安倍は自分の保身のためなら、親友だろうがなんだろうが、なりふり構わず嘘を言わせる疫病神だ。そこに国民は不信感を覚える。前出の中野晃一氏は、「あまりのモラルの欠如に、国民はげんなりしています」と言ったが、だから、メディアの直近の世論調査で内閣支持率こそ若干上向いても、森友問題は「決着がついていない」という人や、加計問題での安倍や学園の説明に「納得できない」という人が8割近くにも上るのである。
「モリカケ問題を、よくある政治家の利益誘導と言う人がいます。確かに、昔から力のある政治家は身内びいきをしがちです。しかし私は、モリカケ問題は、そうした利益誘導よりとんでもなく悪辣だと思う。安倍首相が自らの過ちを絶対に認めないために、何十人も巻き込んで嘘をつかせ、日本の政治を嘘まみれにしてしまったのですから」(小田嶋隆氏=前出)
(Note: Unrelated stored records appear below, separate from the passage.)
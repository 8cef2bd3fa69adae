mod error;
mod handler;
mod router;

pub use error::{ApiError, ApiErrorCode, recover_error};
pub use handler::ApiResponse;
pub use router::{routes, session_routes};
use crate::domain_model::*;
use chrono::{DateTime, Utc};
use serde::{Deserialize, Serialize};
use std::fmt;
use std::time::Duration;

#[derive(Debug, Clone, PartialEq, Eq, thiserror::Error)]
pub enum AuthError {
    #[error("unauthenticated")]
    Unauthenticated,
    /// Unknown, revoked and expired tokens all land here.
    #[error("token invalid")]
    InvalidToken,
    #[error("forbidden")]
    Forbidden,
    #[error("internal error: {0}")]
    Internal(String),
}

#[derive(Clone, PartialEq, Eq, Serialize, Deserialize)]
#[serde(transparent)]
pub struct AccessToken(pub String);

impl AccessToken {
    pub fn as_str(&self) -> &str {
        &self.0
    }
}

impl fmt::Debug for AccessToken {
    fn fmt(&self, f: &mut fmt::Formatter<'_>) -> fmt::Result {
        let head: String = self.0.chars().take(8).collect();
        write!(f, "AccessToken({head}…)")
    }
}

#[derive(Debug, Clone)]
pub struct AccessCredential {
    pub token: AccessToken,
    pub issued_at: DateTime<Utc>,
    pub expires_at: DateTime<Utc>,
}

#[derive(Debug, Clone, Serialize, Deserialize)]
pub struct SessionPair {
    pub access_token: AccessToken,
    pub refresh_token: RefreshToken,
    pub access_token_expires_at: DateTime<Utc>,
    pub refresh_token_expires_at: DateTime<Utc>,
}

#[derive(Clone)]
pub struct LoginInput {
    pub username: String,
    pub password: String,
}

impl fmt::Debug for LoginInput {
    fn fmt(&self, f: &mut fmt::Formatter<'_>) -> fmt::Result {
        f.debug_struct("LoginInput")
            .field("username", &self.username)
            .finish_non_exhaustive()
    }
}

#[derive(Debug, Clone)]
pub struct LoginResult {
    pub principal: Principal,
    pub tokens: SessionPair,
}

/// Signs and checks access credentials. Pure: no I/O, safe to call on every request.
pub trait CredentialCodec: Send + Sync {
    fn issue(
        &self,
        principal_id: PrincipalId,
        role: Role,
        ttl: Duration,
    ) -> Result<AccessCredential, AuthError>;

    fn verify(&self, token: &AccessToken) -> Result<AuthenticatedPrincipal, AuthError>;
}

#[async_trait::async_trait]
pub trait CredentialHasher: Send + Sync {
    async fn hash_password(&self, password: &str) -> Result<String, AuthError>;
    async fn verify_password(&self, password: &str, password_hash: &str)
    -> Result<bool, AuthError>;
}

#[async_trait::async_trait]
pub trait SessionService: Send + Sync {
    async fn login(&self, request: LoginInput) -> Result<LoginResult, AuthError>;

    async fn validate(&self, access_token: &str) -> Result<AuthenticatedPrincipal, AuthError>;

    /// Consumes the presented token and hands back a fresh pair.
    async fn refresh(&self, refresh_token: &str) -> Result<SessionPair, AuthError>;

    /// Never fails for the caller; storage errors are logged.
    async fn logout(&self, refresh_token: &str);

    /// Never fails for the caller; storage errors are logged.
    async fn logout_all(&self, principal_id: PrincipalId);

    async fn active_sessions(
        &self,
        principal_id: PrincipalId,
    ) -> Result<Vec<SessionSummary>, AuthError>;
}
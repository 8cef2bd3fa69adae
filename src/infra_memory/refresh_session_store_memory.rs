use crate::application_port::*;
use crate::domain_model::*;
use crate::domain_port::*;
use chrono::{DateTime, Utc};
use std::collections::HashMap;
use std::sync::{Arc, Mutex, MutexGuard};
use std::time::Duration;

/// Process-local refresh session store. Every operation runs under one lock,
/// which makes `rotate` trivially atomic.
pub struct InMemoryRefreshSessionStore {
    sessions: Mutex<HashMap<RefreshToken, RefreshSession>>,
    generator: Arc<dyn RefreshTokenGenerator>,
}

impl InMemoryRefreshSessionStore {
    pub fn new() -> Self {
        Self::with_generator(Arc::new(OsRngTokenGenerator))
    }

    pub fn with_generator(generator: Arc<dyn RefreshTokenGenerator>) -> Self {
        Self {
            sessions: Mutex::new(HashMap::new()),
            generator,
        }
    }

    pub fn len(&self) -> usize {
        self.sessions.lock().map(|s| s.len()).unwrap_or_default()
    }

    fn sessions(&self) -> Result<MutexGuard<'_, HashMap<RefreshToken, RefreshSession>>, AuthError> {
        self.sessions
            .lock()
            .map_err(|e| AuthError::Internal(format!("session map poisoned: {e}")))
    }

    fn insert_new(
        &self,
        sessions: &mut HashMap<RefreshToken, RefreshSession>,
        principal_id: PrincipalId,
        ttl: Duration,
        now: DateTime<Utc>,
    ) -> Result<RefreshSession, AuthError> {
        let expires_at = expiry_after(now, ttl)?;
        let token = self.generator.generate();
        if sessions.contains_key(&token) {
            return Err(token_collision(principal_id));
        }
        let session = RefreshSession {
            token: token.clone(),
            principal_id,
            issued_at: now,
            expires_at,
            revoked: false,
        };
        sessions.insert(token, session.clone());
        Ok(session)
    }
}

impl Default for InMemoryRefreshSessionStore {
    fn default() -> Self {
        Self::new()
    }
}

#[async_trait::async_trait]
impl RefreshSessionStore for InMemoryRefreshSessionStore {
    async fn create(
        &self,
        principal_id: PrincipalId,
        ttl: Duration,
        now: DateTime<Utc>,
    ) -> Result<RefreshSession, AuthError> {
        let mut sessions = self.sessions()?;
        self.insert_new(&mut sessions, principal_id, ttl, now)
    }

    async fn find_active(
        &self,
        token: &RefreshToken,
        now: DateTime<Utc>,
    ) -> Result<Option<RefreshSession>, AuthError> {
        let sessions = self.sessions()?;
        Ok(sessions.get(token).filter(|s| s.is_active(now)).cloned())
    }

    async fn lookup(&self, token: &RefreshToken) -> Result<Option<RefreshSession>, AuthError> {
        Ok(self.sessions()?.get(token).cloned())
    }

    async fn rotate(
        &self,
        token: &RefreshToken,
        ttl: Duration,
        now: DateTime<Utc>,
    ) -> Result<Option<RefreshSession>, AuthError> {
        let mut sessions = self.sessions()?;
        let principal_id = match sessions.get(token) {
            Some(current) if current.is_active(now) => current.principal_id,
            _ => return Ok(None),
        };

        // Insert first so a collision leaves the presented token untouched.
        let next = self.insert_new(&mut sessions, principal_id, ttl, now)?;
        if let Some(current) = sessions.get_mut(token) {
            current.revoked = true;
        }
        Ok(Some(next))
    }

    async fn revoke(&self, token: &RefreshToken) -> Result<(), AuthError> {
        if let Some(session) = self.sessions()?.get_mut(token) {
            session.revoked = true;
        }
        Ok(())
    }

    async fn revoke_all(&self, principal_id: PrincipalId) -> Result<u64, AuthError> {
        let mut sessions = self.sessions()?;
        let mut count = 0;
        for session in sessions
            .values_mut()
            .filter(|s| s.principal_id == principal_id && !s.revoked)
        {
            session.revoked = true;
            count += 1;
        }
        Ok(count)
    }

    async fn list_active(
        &self,
        principal_id: PrincipalId,
        now: DateTime<Utc>,
    ) -> Result<Vec<RefreshSession>, AuthError> {
        let sessions = self.sessions()?;
        let mut active: Vec<RefreshSession> = sessions
            .values()
            .filter(|s| s.principal_id == principal_id && s.is_active(now))
            .cloned()
            .collect();
        active.sort_by(|a, b| b.issued_at.cmp(&a.issued_at));
        Ok(active)
    }

    async fn purge_expired(&self, now: DateTime<Utc>) -> Result<u64, AuthError> {
        let mut sessions = self.sessions()?;
        let before = sessions.len();
        sessions.retain(|_, s| !s.is_purgeable(now));
        Ok((before - sessions.len()) as u64)
    }
}

#[cfg(test)]
mod tests {
    use super::*;

    const HOUR: Duration = Duration::from_secs(3600);

    struct FixedGenerator;

    impl RefreshTokenGenerator for FixedGenerator {
        fn generate(&self) -> RefreshToken {
            RefreshToken("always-the-same".to_string())
        }
    }

    #[tokio::test]
    async fn created_session_is_found_until_it_expires() {
        let store = InMemoryRefreshSessionStore::new();
        let now = Utc::now();
        let principal = PrincipalId::new_random();

        let session = store.create(principal, HOUR, now).await.unwrap();
        assert_eq!(session.principal_id, principal);
        assert_eq!(session.expires_at, now + HOUR);

        let found = store.find_active(&session.token, now).await.unwrap();
        assert_eq!(found, Some(session.clone()));

        let later = now + HOUR;
        assert!(store.find_active(&session.token, later).await.unwrap().is_none());
    }

    #[tokio::test]
    async fn rotated_token_is_never_accepted_again() {
        let store = InMemoryRefreshSessionStore::new();
        let now = Utc::now();
        let principal = PrincipalId::new_random();
        let first = store.create(principal, HOUR, now).await.unwrap();

        let second = store.rotate(&first.token, HOUR, now).await.unwrap().unwrap();
        assert_ne!(first.token, second.token);
        assert_eq!(second.principal_id, principal);

        assert!(store.find_active(&first.token, now).await.unwrap().is_none());
        assert!(store.rotate(&first.token, HOUR, now).await.unwrap().is_none());
        assert!(store.find_active(&second.token, now).await.unwrap().is_some());
    }

    #[tokio::test]
    async fn rotate_rejects_unknown_and_expired_tokens() {
        let store = InMemoryRefreshSessionStore::new();
        let now = Utc::now();
        let unknown = RefreshToken("nope".to_string());
        assert!(store.rotate(&unknown, HOUR, now).await.unwrap().is_none());

        let session = store
            .create(PrincipalId::new_random(), HOUR, now)
            .await
            .unwrap();
        let after_expiry = now + HOUR + Duration::from_secs(1);
        assert!(store.rotate(&session.token, HOUR, after_expiry).await.unwrap().is_none());
        assert_eq!(store.len(), 1);
    }

    #[tokio::test]
    async fn revoke_is_idempotent() {
        let store = InMemoryRefreshSessionStore::new();
        let now = Utc::now();
        let session = store
            .create(PrincipalId::new_random(), HOUR, now)
            .await
            .unwrap();

        store.revoke(&session.token).await.unwrap();
        store.revoke(&session.token).await.unwrap();
        store.revoke(&RefreshToken("missing".to_string())).await.unwrap();

        let record = store.lookup(&session.token).await.unwrap().unwrap();
        assert_eq!(record.state(now), SessionState::Revoked);
    }

    #[tokio::test]
    async fn revoke_all_only_touches_one_principal() {
        let store = InMemoryRefreshSessionStore::new();
        let now = Utc::now();
        let alice = PrincipalId::new_random();
        let bob = PrincipalId::new_random();
        let a1 = store.create(alice, HOUR, now).await.unwrap();
        let a2 = store.create(alice, HOUR, now).await.unwrap();
        let b1 = store.create(bob, HOUR, now).await.unwrap();

        assert_eq!(store.revoke_all(alice).await.unwrap(), 2);
        assert_eq!(store.revoke_all(alice).await.unwrap(), 0);

        assert!(store.find_active(&a1.token, now).await.unwrap().is_none());
        assert!(store.find_active(&a2.token, now).await.unwrap().is_none());
        assert!(store.find_active(&b1.token, now).await.unwrap().is_some());
        assert_eq!(store.list_active(bob, now).await.unwrap().len(), 1);
        assert!(store.list_active(alice, now).await.unwrap().is_empty());
    }

    #[tokio::test]
    async fn purge_removes_all_and_only_dead_records() {
        let store = InMemoryRefreshSessionStore::new();
        let now = Utc::now();
        let principal = PrincipalId::new_random();

        let live = store.create(principal, HOUR, now).await.unwrap();
        let revoked = store.create(principal, HOUR, now).await.unwrap();
        store.revoke(&revoked.token).await.unwrap();
        let short = store
            .create(principal, Duration::from_secs(10), now)
            .await
            .unwrap();

        let sweep_at = now + Duration::from_secs(60);
        assert_eq!(store.purge_expired(sweep_at).await.unwrap(), 2);
        assert!(store.lookup(&revoked.token).await.unwrap().is_none());
        assert!(store.lookup(&short.token).await.unwrap().is_none());
        assert_eq!(store.find_active(&live.token, sweep_at).await.unwrap(), Some(live));
        assert_eq!(store.purge_expired(sweep_at).await.unwrap(), 0);
    }

    #[tokio::test]
    async fn collision_is_fatal_and_leaves_existing_session_alone() {
        let store = InMemoryRefreshSessionStore::with_generator(Arc::new(FixedGenerator));
        let now = Utc::now();
        let principal = PrincipalId::new_random();
        let first = store.create(principal, HOUR, now).await.unwrap();

        let err = store.create(principal, HOUR, now).await.unwrap_err();
        assert!(matches!(err, AuthError::Internal(_)));

        let err = store.rotate(&first.token, HOUR, now).await.unwrap_err();
        assert!(matches!(err, AuthError::Internal(_)));
        assert!(store.find_active(&first.token, now).await.unwrap().is_some());
    }
}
国民の信用を失ったデタラメ政権に、まともな震災対応などできるはずがない。実際、安倍は地震発生の18日夜、自民党の岸田政調会長と高級料理店でメシを食っている。総裁3選への協力で念押ししたのだろう。国民の生命財産より自分の延命が大事。そんな私物化政権には、一日も早く退陣してもらわねばならない。